When i was in the middle of some issues with my H i remember little things like the dishes, or him leaving his shoes places, would really bother me. But if I even got a finger print on his computer he'd flip. his computer is his baby. He actually told me its b/c its the only thing he feels belongs to him. He's kinda like your H, actually. he's very protective and possessive of it. 



*Aceso* said:


> And for the bank accounts...We do have separate ones now because I used to go to the bank to get some money out and our bank account was empty even though there was supposed to be heaps of money in it. He is a kind of person, if he wants something he has to have it right now. He can't wait for few days or weeks. He just has to have it that minute and if he can't then he expects me to go and borrow money from my mum. How stupid is that? But then if I want something or kids it's too bad. "you should really think first do you "want " it or "need" it." THat's word for word what he says. When winter was about to start and I had to buy kids winter school uniforms he told me I waisted my money because I got them 3 uniforms each. Apparently one each would've been enough. I tried to explain to him that I don't have time to wash their school uniforms every day and he told me that I should manage my time better. That way I'd have more time to do washing and whatever else needs to be done.

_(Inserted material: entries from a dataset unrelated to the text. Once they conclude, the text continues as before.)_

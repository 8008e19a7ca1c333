use std::sync::Arc;

use lucerna::analysis::{Analyzer, AnalyzerKind, SimpleAnalyzer, WhitespaceAnalyzer};
use lucerna::config::IndexConfig;
use lucerna::document::Document;
use lucerna::index::{Index, Term};
use lucerna::query::{BooleanQuery, Occur, QueryParser, TermQuery};
use lucerna::storage::MemoryStorage;

const BOOKS: &[(&str, &str, &str, &str)] = &[
    (
        "9781933988320",
        "Ant in Action",
        "Steve Loughran",
        "Ant build tool with JUnit testing, Java projects and continuous integration",
    ),
    (
        "9780596007430",
        "JUnit in Action",
        "Vincent Massol",
        "JUnit unit testing with mock objects, Ant integration and test driven design",
    ),
    (
        "9781933988177",
        "Lucene in Action",
        "Erik Hatcher",
        "Lucene search engine library: indexing, analysis and queries",
    ),
];

fn book_index() -> Index {
    let index = Index::in_memory().unwrap();
    let mut writer = index.writer().unwrap();
    for &(isbn, title, author, contents) in BOOKS {
        writer
            .add_document(
                Document::builder()
                    .add_keyword("isbn", isbn)
                    .add_text("title", title)
                    .add_stored("author", author)
                    .add_unstored("contents", contents)
                    .build(),
            )
            .unwrap();
    }
    writer.commit().unwrap();
    index
}

fn titles(index: &Index, doc_ids: &[u64]) -> Vec<String> {
    let reader = index.reader().unwrap();
    doc_ids
        .iter()
        .map(|&doc_id| {
            reader
                .document(doc_id)
                .unwrap()
                .get_text("title")
                .unwrap()
                .to_string()
        })
        .collect()
}

#[test]
fn test_term_query() {
    let index = book_index();
    let reader = index.reader().unwrap();

    let hits = reader.search(&TermQuery::new("isbn", "9780596007430")).unwrap();
    assert_eq!(titles(&index, &hits), vec!["JUnit in Action"]);

    assert!(reader.search(&TermQuery::new("isbn", "0000")).unwrap().is_empty());
    assert_eq!(reader.term_query("title", "action"), vec![0, 1, 2]);
}

#[test]
fn test_stored_only_field_is_not_searchable() {
    let index = book_index();
    let reader = index.reader().unwrap();

    assert!(reader.term_query("author", "Erik Hatcher").is_empty());
    assert!(reader.term_query("author", "erik").is_empty());
    assert_eq!(
        reader.document(2).unwrap().get_text("author"),
        Some("Erik Hatcher")
    );
}

#[test]
fn test_boolean_query() {
    let index = book_index();
    let reader = index.reader().unwrap();

    let hits = reader.boolean_query(
        &[Term::new("contents", "junit"), Term::new("contents", "ant")],
        &[Term::new("contents", "mock")],
        &[],
    );
    assert_eq!(titles(&index, &hits), vec!["Ant in Action"]);

    let mut query = BooleanQuery::new();
    query.add_clause(Box::new(TermQuery::new("contents", "junit")), Occur::Must);
    query.add_clause(Box::new(TermQuery::new("contents", "ant")), Occur::Must);
    query.add_clause(Box::new(TermQuery::new("contents", "mock")), Occur::MustNot);
    assert_eq!(reader.search(&query).unwrap(), hits);
}

#[test]
fn test_query_parser() {
    let index = book_index();
    let reader = index.reader().unwrap();

    let parser = QueryParser::new("contents", Arc::new(SimpleAnalyzer::new().unwrap()));
    let query = parser.parse_query("+JUNIT +ANT -MOCK").unwrap();
    let hits = reader.search(&query).unwrap();

    assert_eq!(hits.len(), 1);
    assert_eq!(titles(&index, &hits), vec!["Ant in Action"]);

    let query = index.query_parser("contents").parse_query("mock lucene").unwrap();
    assert_eq!(
        titles(&index, &reader.search(&query).unwrap()),
        vec!["JUnit in Action", "Lucene in Action"]
    );
}

#[test]
fn test_query_parser_rejects_malformed_input() {
    let parser = book_index().query_parser("contents");

    for expr in ["", "   ", "+", "ant -", "+ ant", "!!!"] {
        let err = parser.parse(expr).unwrap_err();
        assert!(
            matches!(err, lucerna::error::LucernaError::Parse(_)),
            "{expr:?} gave {err}"
        );
    }
}

#[test]
fn test_only_excluded_terms_match_nothing() {
    let index = book_index();
    let query = index.query_parser("contents").parse_query("-mock").unwrap();

    assert!(index.reader().unwrap().search(&query).unwrap().is_empty());
}

#[test]
fn test_search_top() {
    let index = book_index();
    let query = index.query_parser("title").parse_query("action").unwrap();
    let top = index.reader().unwrap().search_top(&query, 2).unwrap();

    assert_eq!(top.total_hits, 3);
    assert_eq!(top.doc_ids, vec![0, 1]);
}

#[test]
fn test_deleted_documents_are_not_found() {
    let index = book_index();
    let mut writer = index.writer().unwrap();
    writer
        .delete_documents(&Term::new("isbn", "9781933988320"))
        .unwrap();
    writer.commit().unwrap();

    let reader = index.reader().unwrap();
    let query = index.query_parser("contents").parse_query("+ant").unwrap();
    assert_eq!(titles(&index, &reader.search(&query).unwrap()), vec!["JUnit in Action"]);
    assert_eq!(reader.doc_freq(&Term::new("contents", "ant")), 1);
    assert!(
        !reader
            .terms()
            .any(|info| info.term == Term::new("contents", "continuous"))
    );
}

#[test]
fn test_whitespace_analyzer_keeps_case() {
    let config = IndexConfig {
        analyzer: AnalyzerKind::Whitespace,
        ..IndexConfig::default()
    };
    let index = Index::create(Arc::new(MemoryStorage::new_default()), config).unwrap();
    let mut writer = index.writer().unwrap();
    writer
        .add_document(
            Document::builder()
                .add_text("city", "Den Haag")
                .build(),
        )
        .unwrap();
    writer.commit().unwrap();

    let reader = index.reader().unwrap();
    assert_eq!(reader.term_query("city", "Haag"), vec![0]);
    assert!(reader.term_query("city", "haag").is_empty());

    let terms = WhitespaceAnalyzer::new().terms("Den  Haag\tcentraal").unwrap();
    assert_eq!(terms, vec!["Den", "Haag", "centraal"]);
}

wow he does sound really irrational when it comes to money. that's good that you have separate accounts. the ironic thing is it sounds like he thinks you're the one that is bad with money.


----------



## *Aceso* (Oct 25, 2008)

Yeah, I'm the one who is bad with money . That's why he asked me for some today. It's Sunday, he got paid on Thursday and it's all gone. And then on top of that he took my car because he had no gas in his but also took his car keys and I haven't seen him since 11.00AM. Now it's 5.30PM. He was only going to the shop to get smokes. LOL! Wouldn't it be funny if he never comes back?  We all heard those stories, right? Ha ha ha!I should be so lucky.


----------



## *Aceso* (Oct 25, 2008)

What a night. Me and the kids were having a dinner and then our son asked me "When is daddy coming home?" I told him I didn't know and he started crying. I asked him what was wrong and he said that dad told him the other night that he was going to take him somewhere on the weekend. Now weekend was over (Sunday night here) and that's why he was sad. My heart was breaking but I didn't know what to say to him. I just gave him a hug and told him that next weekend I'll take him anywhere he wants to go and we are going to have the best time ever. Anyway, then our daughter who is seven said:"I don't know why are you sad when dad always does things like that. You know you shouldn't believe him." THat's when I wanted to say many things but decided not to. I don't want to let the kids know how much I hate living like this. How much I hate living with their father. 
Anyway, while we were talking my daughter asked me if keeping things from someone is same as lying. I said that is quite the same and why is she asking me. She told me that their dad took them to the bar many times and told them they are not allowed to tell me and he has taken them to his friend's house. He is not supposed to drinking because he gets angry and yells and breaks things. He swore to me the other day that he is sober. And the friend he went visiting....Well, he and that friend used to get high on speed and heroin before and after I caught him doing it and threatened to kick him out he promised he will never see him again as they were only "drug buddies" anyway. What the hell was he doing at his house anyway, especially with kids there? But the funny part is that only 2 weeks ago I thought that he was high so I asked me and he told me that I am crazy and I believed him. Now I am not so sure.
Anyway, my stupid husband came home tonight drunk as a skunk just as I was putting kids to bed. I told him I know everything and also I know that he was borrowing money again (I bluffed) and he told me that it's not true but then when I didn't say anything else (I was calm) he broke down and told me that he went to the pawn broker yesterday and borrowed $200. What????? I never even suspected that. What man who earns nearly $100 000 a year needs to borrow money from a pawn broker??? 
Right now I don't wanna talk to him. He's drunk and I am angry but I think I am going to leave him. Once more I am asking, am I over reacting or should I leave this sorry ass behind?


----------



## Earthmother1970 (Oct 10, 2008)

IMHO...not overreacting at all. He is being a selfish jerk, and a stupid a**. He has a family for pete's sake and is totally failing to take his resonsibilities as an adult, a father and a husband at all seriously. It seems your daughter has already given up on him, and your son is just trying to understand why Daddy doesn't love him enough to fulfil promises. He is using your kids to protect himself from being exposed, and that is just wrong. 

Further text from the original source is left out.